The decorations are out of control. Why do I feel so bad saying that? Have I been brainwashed for years and years to only speak highly of all things Christmas? Somebody else feels this way. I’ve seen someone driving around in her car that is decorated. To each his own, yeah yeah, I’ve heard it a million times, but shit, am I not allowed to be annoyed? The wearing of Santa hats blows my mind as well. Can I not say that? Loosen up, Greg. Live a little. Have some fun. I am having fun, but I don’t need to put that hat on to do so. I don’t like that color red at all. It’s dyeable prom shoes red. It’s PAAS red. Gross. It reminds me of rosacea for some reason, and I don’t like it. You be you. Put that hat on all day long and up a dog’s ass. I’m cool just standing sans hat next to this huge wreath made of acorns and silver spray paint. Ouch. Probably shouldn’t touch it. Right.

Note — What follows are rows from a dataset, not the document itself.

//! program::meta
//!
//! Flag and positional descriptors.
//!
//! # Architecture
//!
//! Descriptors are plain data. They are the single source of truth that both
//! the parser ([`super::flagset`]) and the usage generator ([`super::usage`])
//! read, so what `--help` prints is what the parser enforces.
//!
//! # Example
//!
//! ```
//! use ggman::program::meta::Flag;
//!
//! let flag = Flag::value("for", "filter").short('f').long("for");
//! assert_eq!(flag.spec(), "[--for|-f filter]");
//! assert_eq!(flag.display_name(), "--for");
//! ```

use std::fmt;

/// A declared flag.
///
/// A flag with neither a short nor a long name cannot be addressed by the
/// user; [`Program`](super::Program) refuses to register one.
#[derive(Debug, Clone, PartialEq, Eq, Hash)]
pub struct Flag {
    /// Identifier of the field the flag fills.
    pub id: String,
    /// Short names, without the leading `-`.
    pub short: Vec<char>,
    /// Long names, without the leading `--`.
    pub long: Vec<String>,
    /// Whether the flag must be supplied.
    pub required: bool,
    /// Value placeholder; `None` for switches.
    pub value: Option<String>,
    /// Whether the flag may be repeated to collect several values.
    pub multiple: bool,
    /// Human readable description.
    pub usage: String,
    /// Default value text.
    pub default: Option<String>,
}

impl Flag {
    /// A boolean switch.
    pub fn switch(id: impl Into<String>) -> Self {
        Self {
            id: id.into(),
            short: Vec::new(),
            long: Vec::new(),
            required: false,
            value: None,
            multiple: false,
            usage: String::new(),
            default: None,
        }
    }

    /// A flag taking a value named `placeholder`.
    pub fn value(id: impl Into<String>, placeholder: impl Into<String>) -> Self {
        Self {
            value: Some(placeholder.into()),
            ..Self::switch(id)
        }
    }

    /// Add a short name.
    pub fn short(mut self, name: char) -> Self {
        self.short.push(name);
        self
    }

    /// Add a long name.
    pub fn long(mut self, name: impl Into<String>) -> Self {
        self.long.push(name.into());
        self
    }

    /// Set the description.
    pub fn usage(mut self, usage: impl Into<String>) -> Self {
        self.usage = usage.into();
        self
    }

    /// Mark the flag as required.
    pub fn required(mut self) -> Self {
        self.required = true;
        self
    }

    /// Allow the flag to be repeated.
    pub fn multiple(mut self) -> Self {
        self.multiple = true;
        self
    }

    /// Set the default value text.
    pub fn default_value(mut self, value: impl Into<String>) -> Self {
        self.default = Some(value.into());
        self
    }

    /// Whether the flag is a switch.
    pub fn is_switch(&self) -> bool {
        self.value.is_none()
    }

    /// Whether the user can address the flag at all.
    pub fn has_name(&self) -> bool {
        !self.short.is_empty() || !self.long.is_empty()
    }

    /// All names as typed on the command line, long names first.
    pub fn names(&self) -> Vec<String> {
        self.long
            .iter()
            .map(|l| format!("--{}", l))
            .chain(self.short.iter().map(|s| format!("-{}", s)))
            .collect()
    }

    /// The name used in diagnostics: the first long name, else the first
    /// short name, else the identifier.
    pub fn display_name(&self) -> String {
        self.names()
            .into_iter()
            .next()
            .unwrap_or_else(|| self.id.clone())
    }

    /// One-line synopsis, e.g. `[--for|-f filter]`.
    pub fn spec(&self) -> String {
        let mut spec = self.names().join("|");
        if let Some(value) = &self.value {
            spec.push(' ');
            spec.push_str(value);
        }
        if self.required {
            spec
        } else {
            format!("[{}]", spec)
        }
    }

    /// Multi-line description used on help pages.
    pub fn long_form(&self) -> String {
        let mut head = self
            .short
            .iter()
            .map(|s| format!("-{}", s))
            .chain(self.long.iter().map(|l| format!("--{}", l)))
            .collect::<Vec<_>>()
            .join(", ");
        if let Some(value) = &self.value {
            head.push(' ');
            head.push_str(value);
        }

        let mut out = format!("\n   {}\n", head);
        let mut usage = self.usage.clone();
        if let Some(default) = self.default.as_deref().filter(|d| !d.is_empty()) {
            if usage.is_empty() {
                usage = format!("(default: {})", default);
            } else {
                usage = format!("{} (default: {})", usage, default);
            }
        }
        if !usage.is_empty() {
            out.push_str(&format!("      {}\n", usage));
        }
        out
    }
}

/// Positional argument bounds of a command.
#[derive(Debug, Clone, PartialEq, Eq, Hash)]
pub struct Positional {
    /// Placeholder shown on help pages.
    pub value: String,
    /// Human readable description.
    pub usage: String,
    /// Minimum number of arguments.
    pub min: usize,
    /// Maximum number of arguments; `None` means unbounded.
    pub max: Option<usize>,
}

impl Default for Positional {
    fn default() -> Self {
        Self::none()
    }
}

impl Positional {
    /// No positional arguments.
    pub fn none() -> Self {
        Self::new("", 0, Some(0))
    }

    /// Positional arguments named `value` within `[min, max]`.
    pub fn new(value: impl Into<String>, min: usize, max: Option<usize>) -> Self {
        Self {
            value: value.into(),
            usage: String::new(),
            min,
            max,
        }
    }

    /// Exactly `count` arguments.
    pub fn exactly(value: impl Into<String>, count: usize) -> Self {
        Self::new(value, count, Some(count))
    }

    /// At least `min` arguments.
    pub fn at_least(value: impl Into<String>, min: usize) -> Self {
        Self::new(value, min, None)
    }

    /// Set the description.
    pub fn usage(mut self, usage: impl Into<String>) -> Self {
        self.usage = usage.into();
        self
    }

    /// Whether the bounds are consistent.
    pub fn is_valid(&self) -> bool {
        self.max.map_or(true, |max| self.min <= max)
    }

    /// Whether the command takes no positional arguments at all.
    pub fn is_empty(&self) -> bool {
        self.max == Some(0)
    }

    /// Check `count` against the bounds.
    pub fn check(&self, count: usize) -> Result<(), Arity> {
        let too_few = count < self.min;
        let too_many = self.max.map_or(false, |max| count > max);
        if too_few || too_many {
            Err(self.arity())
        } else {
            Ok(())
        }
    }

    /// The bounds as a diagnostic phrase.
    pub fn arity(&self) -> Arity {
        match self.max {
            Some(0) if self.min == 0 => Arity::None,
            Some(max) if max == self.min => Arity::Exactly(max),
            None => Arity::AtLeast(self.min),
            Some(max) => Arity::Between(self.min, max),
        }
    }

    /// One-line synopsis, e.g. `URL [ARGS ...]`.
    pub fn spec(&self) -> String {
        let mut parts = vec![self.value.clone(); self.min];
        match self.max {
            None => parts.push(format!("[{} ...]", self.value)),
            Some(max) => {
                for _ in self.min..max {
                    parts.push(format!("[{}]", self.value));
                }
            }
        }
        parts.join(" ")
    }

    /// Multi-line description used on help pages.
    pub fn long_form(&self) -> String {
        let mut out = format!("\n   {}\n", self.spec());
        if !self.usage.is_empty() {
            out.push_str(&format!("      {}\n", self.usage));
        }
        out
    }
}

/// Accepted positional counts, phrased for diagnostics.
#[derive(Debug, Clone, Copy, PartialEq, Eq, Hash)]
pub enum Arity {
    /// No arguments at all.
    None,
    /// Exactly this many.
    Exactly(usize),
    /// This many or more.
    AtLeast(usize),
    /// Inclusive range.
    Between(usize, usize),
}

impl fmt::Display for Arity {
    fn fmt(&self, f: &mut fmt::Formatter<'_>) -> fmt::Result {
        match self {
            Arity::None => write!(f, "takes no arguments"),
            Arity::Exactly(n) => write!(f, "takes exactly {} argument(s)", n),
            Arity::AtLeast(n) => write!(f, "takes at least {} argument(s)", n),
            Arity::Between(min, max) => {
                write!(f, "takes between {} and {} argument(s)", min, max)
            }
        }
    }
}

The commercials are moving decorations in the TV. If I see one more Target holiday commercial again, bad things are about to be afoot. And to think I wanted to get down to a Target to buy those two-for-one throws. You see, that shit works on me somehow. And why do the commercials always come on louder than the show? What is that? Oh the weather outside is frightful – in my head all day long. That is not as bad as having that Suga Suga song stuck in your head though. I’ll sing any Christmas carol over that song. Shoot me right between my eyes next time that song comes on. My hands are all bloody from punching on the concrete.
What about when someone repeatedly asks you if you’d like some egg nog? I honestly truly don’t like the taste of egg nog, nor do I like the words egg nog, so I just say “no thanks” politely and hope they move on. No. They never move on. It’s always, “You don’t want egg nog?” I say no, and thanks but no thanks. Then it’s, “Why don’t you want any egg nog?” If I say, “I hate the taste and the sound of the words actually,” then I’m an asshole that’s ruining the party for everyone. I just lie and say I’ve already had two cups full and ooh wee it was the bomb.
I do, however, like to get to Wal-Mart right before it gets all holiday stressful and busy. Preferably in the morning, when everything is still nicely finger-spaced and stacked. They have so much stuff. Cute packaging and great ideas for all to share. The lotions are busting off the shelves, there’s just so many! The little gloves are only $2! I’ll take 5! Foot scrubs, Pringles, nose hair trimmers – all in one place. And at Wal-Mart my shopping cart is never wobbly or broken like it is at every other place I shop with a cart.
Seriously, can't we just bring it down two notches?
Is it socially unacceptable to say anything bad about Christmas? Did I just guarantee my spot in hell for saying the EXCESS of Christmas decorations is the worst? I feel bad about it, but if so, I’m bringing the incense and the Evian. What are you bringing? It’s a potluck down there, you know. I do not mean to offend. I surely don’t. Maybe I have some deep rooted issues. Who knows? Starting today, I will stop thinking about it forever. Decorations? Who?